What you will do
Where in the data below does the word "overrides" appear? Copy every line that has it.

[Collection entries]
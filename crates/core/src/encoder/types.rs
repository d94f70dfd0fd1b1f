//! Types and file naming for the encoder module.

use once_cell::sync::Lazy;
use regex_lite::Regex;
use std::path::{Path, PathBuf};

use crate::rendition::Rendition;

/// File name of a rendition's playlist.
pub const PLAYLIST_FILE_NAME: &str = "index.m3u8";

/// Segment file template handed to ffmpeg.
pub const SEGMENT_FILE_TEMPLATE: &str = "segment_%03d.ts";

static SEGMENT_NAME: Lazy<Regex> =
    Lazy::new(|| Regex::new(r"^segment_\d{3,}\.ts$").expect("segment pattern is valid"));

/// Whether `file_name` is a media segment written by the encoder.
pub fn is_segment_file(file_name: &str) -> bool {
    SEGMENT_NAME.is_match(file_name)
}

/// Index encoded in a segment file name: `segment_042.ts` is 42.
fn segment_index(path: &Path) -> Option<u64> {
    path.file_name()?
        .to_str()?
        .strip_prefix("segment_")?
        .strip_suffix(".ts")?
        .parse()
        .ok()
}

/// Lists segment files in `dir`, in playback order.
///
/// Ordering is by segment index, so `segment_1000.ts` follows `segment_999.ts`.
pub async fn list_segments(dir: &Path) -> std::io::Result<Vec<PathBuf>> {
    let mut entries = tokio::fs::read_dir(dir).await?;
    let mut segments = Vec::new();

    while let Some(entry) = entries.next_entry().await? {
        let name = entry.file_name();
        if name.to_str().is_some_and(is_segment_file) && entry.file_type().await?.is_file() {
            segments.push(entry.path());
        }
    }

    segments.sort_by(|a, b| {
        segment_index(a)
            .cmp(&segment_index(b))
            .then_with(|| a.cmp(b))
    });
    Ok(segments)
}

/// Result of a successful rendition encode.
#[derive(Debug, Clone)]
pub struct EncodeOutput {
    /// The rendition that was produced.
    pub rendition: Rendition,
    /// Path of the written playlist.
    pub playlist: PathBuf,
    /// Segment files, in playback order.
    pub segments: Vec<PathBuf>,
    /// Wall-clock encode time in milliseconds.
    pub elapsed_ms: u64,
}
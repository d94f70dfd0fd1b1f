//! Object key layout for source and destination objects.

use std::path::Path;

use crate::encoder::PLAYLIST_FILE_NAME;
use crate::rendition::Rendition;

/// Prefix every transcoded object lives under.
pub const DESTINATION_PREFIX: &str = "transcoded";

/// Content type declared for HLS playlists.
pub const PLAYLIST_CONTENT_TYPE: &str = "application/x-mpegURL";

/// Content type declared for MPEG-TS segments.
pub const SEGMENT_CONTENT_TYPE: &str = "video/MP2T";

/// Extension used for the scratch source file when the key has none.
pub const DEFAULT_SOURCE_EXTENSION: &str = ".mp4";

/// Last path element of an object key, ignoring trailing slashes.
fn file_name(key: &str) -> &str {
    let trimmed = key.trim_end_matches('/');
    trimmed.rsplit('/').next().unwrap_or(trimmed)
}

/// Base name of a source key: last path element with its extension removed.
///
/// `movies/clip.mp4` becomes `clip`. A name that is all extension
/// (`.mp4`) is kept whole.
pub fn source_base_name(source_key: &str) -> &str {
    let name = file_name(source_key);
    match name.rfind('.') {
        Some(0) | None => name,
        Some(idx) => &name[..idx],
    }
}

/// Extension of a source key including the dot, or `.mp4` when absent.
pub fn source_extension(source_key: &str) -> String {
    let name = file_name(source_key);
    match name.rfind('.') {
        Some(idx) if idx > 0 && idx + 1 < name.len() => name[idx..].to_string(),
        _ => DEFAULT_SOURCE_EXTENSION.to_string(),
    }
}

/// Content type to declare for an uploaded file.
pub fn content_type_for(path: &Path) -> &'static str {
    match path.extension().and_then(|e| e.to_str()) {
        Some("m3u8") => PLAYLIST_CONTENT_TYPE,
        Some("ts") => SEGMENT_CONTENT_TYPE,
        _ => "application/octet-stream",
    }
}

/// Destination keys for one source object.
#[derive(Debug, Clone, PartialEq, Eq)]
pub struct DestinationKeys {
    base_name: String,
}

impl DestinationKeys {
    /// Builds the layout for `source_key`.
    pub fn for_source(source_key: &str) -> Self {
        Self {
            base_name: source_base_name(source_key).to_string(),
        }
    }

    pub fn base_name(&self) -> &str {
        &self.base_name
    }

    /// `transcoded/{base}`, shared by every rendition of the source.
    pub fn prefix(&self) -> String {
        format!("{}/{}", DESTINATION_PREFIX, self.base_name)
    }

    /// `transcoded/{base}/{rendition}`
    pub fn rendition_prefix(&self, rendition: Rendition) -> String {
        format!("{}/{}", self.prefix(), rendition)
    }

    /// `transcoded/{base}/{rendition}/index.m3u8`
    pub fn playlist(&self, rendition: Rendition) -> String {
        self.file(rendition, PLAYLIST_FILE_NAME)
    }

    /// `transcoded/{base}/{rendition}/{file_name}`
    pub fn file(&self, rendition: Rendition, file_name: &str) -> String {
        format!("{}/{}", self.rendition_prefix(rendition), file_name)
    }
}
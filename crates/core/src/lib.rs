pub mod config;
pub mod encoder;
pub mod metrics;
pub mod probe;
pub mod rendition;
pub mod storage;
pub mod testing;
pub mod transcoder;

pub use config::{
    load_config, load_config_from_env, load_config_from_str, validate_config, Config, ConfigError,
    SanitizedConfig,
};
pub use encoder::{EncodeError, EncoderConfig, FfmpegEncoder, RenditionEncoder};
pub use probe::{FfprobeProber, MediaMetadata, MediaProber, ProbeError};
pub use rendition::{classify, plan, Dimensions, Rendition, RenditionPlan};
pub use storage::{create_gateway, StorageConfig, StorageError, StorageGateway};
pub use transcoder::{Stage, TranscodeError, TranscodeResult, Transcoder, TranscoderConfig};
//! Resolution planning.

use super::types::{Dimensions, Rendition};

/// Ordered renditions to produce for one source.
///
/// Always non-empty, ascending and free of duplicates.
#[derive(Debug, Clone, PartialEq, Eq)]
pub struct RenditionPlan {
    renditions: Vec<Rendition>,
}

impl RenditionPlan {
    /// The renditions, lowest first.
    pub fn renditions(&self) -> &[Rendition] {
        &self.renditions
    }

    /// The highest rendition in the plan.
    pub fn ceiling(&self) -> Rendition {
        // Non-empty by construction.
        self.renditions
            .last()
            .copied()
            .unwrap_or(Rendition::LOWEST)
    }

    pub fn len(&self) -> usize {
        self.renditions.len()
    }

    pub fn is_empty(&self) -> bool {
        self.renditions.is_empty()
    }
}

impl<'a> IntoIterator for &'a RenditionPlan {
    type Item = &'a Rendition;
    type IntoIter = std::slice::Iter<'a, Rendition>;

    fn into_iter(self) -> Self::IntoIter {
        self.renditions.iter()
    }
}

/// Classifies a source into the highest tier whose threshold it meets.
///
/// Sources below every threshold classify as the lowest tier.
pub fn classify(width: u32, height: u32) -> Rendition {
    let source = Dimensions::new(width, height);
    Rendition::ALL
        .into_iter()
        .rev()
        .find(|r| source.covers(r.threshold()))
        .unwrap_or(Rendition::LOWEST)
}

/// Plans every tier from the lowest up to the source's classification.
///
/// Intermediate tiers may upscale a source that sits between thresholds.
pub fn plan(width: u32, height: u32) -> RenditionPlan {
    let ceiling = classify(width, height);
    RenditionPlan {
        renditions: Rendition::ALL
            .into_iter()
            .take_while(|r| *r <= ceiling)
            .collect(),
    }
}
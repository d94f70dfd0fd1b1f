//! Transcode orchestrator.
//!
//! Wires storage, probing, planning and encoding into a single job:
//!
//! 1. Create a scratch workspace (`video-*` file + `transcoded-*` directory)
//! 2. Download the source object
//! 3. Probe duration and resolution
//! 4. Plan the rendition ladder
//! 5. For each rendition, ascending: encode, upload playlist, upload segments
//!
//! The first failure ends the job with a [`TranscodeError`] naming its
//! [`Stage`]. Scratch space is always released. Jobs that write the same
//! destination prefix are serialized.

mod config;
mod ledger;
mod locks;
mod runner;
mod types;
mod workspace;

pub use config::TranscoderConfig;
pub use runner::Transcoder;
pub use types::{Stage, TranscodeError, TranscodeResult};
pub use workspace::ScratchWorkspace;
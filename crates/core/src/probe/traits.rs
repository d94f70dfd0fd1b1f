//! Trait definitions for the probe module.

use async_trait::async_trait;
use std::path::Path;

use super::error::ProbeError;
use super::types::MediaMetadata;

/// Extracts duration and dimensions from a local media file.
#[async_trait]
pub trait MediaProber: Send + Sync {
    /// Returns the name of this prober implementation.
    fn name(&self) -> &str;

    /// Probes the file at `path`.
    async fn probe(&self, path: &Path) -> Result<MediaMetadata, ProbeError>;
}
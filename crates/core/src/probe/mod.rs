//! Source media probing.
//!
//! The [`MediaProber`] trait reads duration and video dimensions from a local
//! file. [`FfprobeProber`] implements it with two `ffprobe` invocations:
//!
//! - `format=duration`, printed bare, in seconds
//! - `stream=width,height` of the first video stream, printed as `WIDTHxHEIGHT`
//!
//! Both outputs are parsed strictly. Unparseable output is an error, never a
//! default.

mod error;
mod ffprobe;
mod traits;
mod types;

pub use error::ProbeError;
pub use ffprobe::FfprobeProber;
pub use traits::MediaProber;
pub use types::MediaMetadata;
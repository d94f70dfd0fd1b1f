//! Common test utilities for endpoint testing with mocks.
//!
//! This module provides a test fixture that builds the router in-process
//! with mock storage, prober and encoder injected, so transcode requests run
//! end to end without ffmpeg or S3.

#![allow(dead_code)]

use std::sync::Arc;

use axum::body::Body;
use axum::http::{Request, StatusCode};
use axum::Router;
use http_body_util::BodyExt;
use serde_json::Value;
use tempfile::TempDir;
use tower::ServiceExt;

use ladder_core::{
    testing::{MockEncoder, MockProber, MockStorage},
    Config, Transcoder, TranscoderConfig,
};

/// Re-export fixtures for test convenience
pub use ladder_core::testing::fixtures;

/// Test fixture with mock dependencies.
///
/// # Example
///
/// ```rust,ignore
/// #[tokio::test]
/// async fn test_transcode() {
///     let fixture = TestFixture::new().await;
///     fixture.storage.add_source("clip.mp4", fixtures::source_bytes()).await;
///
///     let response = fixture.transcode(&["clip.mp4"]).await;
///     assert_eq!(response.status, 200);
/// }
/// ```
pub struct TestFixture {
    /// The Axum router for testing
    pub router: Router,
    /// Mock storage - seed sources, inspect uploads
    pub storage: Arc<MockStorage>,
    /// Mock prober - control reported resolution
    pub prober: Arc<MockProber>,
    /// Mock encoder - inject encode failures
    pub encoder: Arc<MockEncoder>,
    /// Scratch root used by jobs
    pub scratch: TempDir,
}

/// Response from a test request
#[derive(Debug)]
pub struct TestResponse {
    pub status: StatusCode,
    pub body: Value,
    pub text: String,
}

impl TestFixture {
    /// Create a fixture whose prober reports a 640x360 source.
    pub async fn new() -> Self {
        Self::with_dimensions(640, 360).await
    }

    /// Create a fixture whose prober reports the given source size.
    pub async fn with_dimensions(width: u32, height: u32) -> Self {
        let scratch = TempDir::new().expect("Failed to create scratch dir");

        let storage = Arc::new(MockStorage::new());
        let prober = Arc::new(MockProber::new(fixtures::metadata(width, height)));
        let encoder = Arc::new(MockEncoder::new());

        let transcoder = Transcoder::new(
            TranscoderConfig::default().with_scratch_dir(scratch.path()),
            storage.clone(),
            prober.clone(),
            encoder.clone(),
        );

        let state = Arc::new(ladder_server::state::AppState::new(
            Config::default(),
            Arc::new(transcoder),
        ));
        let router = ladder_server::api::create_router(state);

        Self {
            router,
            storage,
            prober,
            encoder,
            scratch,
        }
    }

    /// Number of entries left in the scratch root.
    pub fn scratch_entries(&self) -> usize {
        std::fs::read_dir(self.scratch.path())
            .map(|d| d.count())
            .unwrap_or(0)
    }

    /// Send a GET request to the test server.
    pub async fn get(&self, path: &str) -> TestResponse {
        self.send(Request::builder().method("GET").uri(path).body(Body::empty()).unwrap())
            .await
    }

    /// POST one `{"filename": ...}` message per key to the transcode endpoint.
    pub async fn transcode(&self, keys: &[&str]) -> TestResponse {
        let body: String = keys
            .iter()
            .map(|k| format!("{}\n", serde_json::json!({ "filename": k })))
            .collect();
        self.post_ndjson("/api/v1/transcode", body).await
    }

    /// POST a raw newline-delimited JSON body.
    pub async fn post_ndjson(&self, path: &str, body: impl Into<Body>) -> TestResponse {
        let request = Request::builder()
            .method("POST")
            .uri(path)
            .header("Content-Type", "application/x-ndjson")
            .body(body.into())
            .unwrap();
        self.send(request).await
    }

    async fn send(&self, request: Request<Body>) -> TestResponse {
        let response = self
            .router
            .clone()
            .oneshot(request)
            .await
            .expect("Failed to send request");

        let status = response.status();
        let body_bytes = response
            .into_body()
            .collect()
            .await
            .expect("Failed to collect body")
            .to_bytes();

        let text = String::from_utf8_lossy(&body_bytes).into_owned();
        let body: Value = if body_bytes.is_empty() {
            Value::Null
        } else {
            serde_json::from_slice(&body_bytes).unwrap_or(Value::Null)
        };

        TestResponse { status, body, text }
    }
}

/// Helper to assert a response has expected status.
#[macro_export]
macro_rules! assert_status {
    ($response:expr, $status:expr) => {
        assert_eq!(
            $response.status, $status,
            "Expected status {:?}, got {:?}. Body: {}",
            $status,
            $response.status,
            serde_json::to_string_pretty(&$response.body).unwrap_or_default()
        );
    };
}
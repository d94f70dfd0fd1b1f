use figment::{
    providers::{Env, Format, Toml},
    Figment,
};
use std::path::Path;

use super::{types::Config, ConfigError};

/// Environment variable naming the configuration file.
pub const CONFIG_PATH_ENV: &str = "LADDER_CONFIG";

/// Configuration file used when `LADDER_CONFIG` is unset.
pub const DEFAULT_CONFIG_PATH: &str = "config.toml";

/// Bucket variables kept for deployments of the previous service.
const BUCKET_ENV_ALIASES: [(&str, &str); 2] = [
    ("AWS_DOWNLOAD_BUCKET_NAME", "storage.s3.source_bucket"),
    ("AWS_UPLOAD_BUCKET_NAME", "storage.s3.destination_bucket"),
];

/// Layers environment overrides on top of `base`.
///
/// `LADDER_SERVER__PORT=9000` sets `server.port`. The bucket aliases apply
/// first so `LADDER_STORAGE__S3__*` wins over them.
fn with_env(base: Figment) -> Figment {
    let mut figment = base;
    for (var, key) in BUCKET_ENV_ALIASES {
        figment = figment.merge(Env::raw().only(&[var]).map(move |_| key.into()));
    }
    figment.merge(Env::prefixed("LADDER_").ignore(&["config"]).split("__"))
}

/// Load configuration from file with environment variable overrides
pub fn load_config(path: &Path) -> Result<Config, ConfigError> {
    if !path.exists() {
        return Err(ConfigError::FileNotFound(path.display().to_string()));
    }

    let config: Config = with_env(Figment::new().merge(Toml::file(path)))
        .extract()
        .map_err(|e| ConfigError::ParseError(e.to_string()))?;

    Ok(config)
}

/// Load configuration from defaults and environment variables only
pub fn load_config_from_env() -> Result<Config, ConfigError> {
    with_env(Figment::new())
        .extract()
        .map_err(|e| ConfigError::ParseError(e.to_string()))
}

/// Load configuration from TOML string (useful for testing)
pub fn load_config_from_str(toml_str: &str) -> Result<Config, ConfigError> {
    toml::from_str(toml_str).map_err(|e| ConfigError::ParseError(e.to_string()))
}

Completed exercise
/// Layers environment overrides on top of `base`.
/// Load configuration from file with environment variable overrides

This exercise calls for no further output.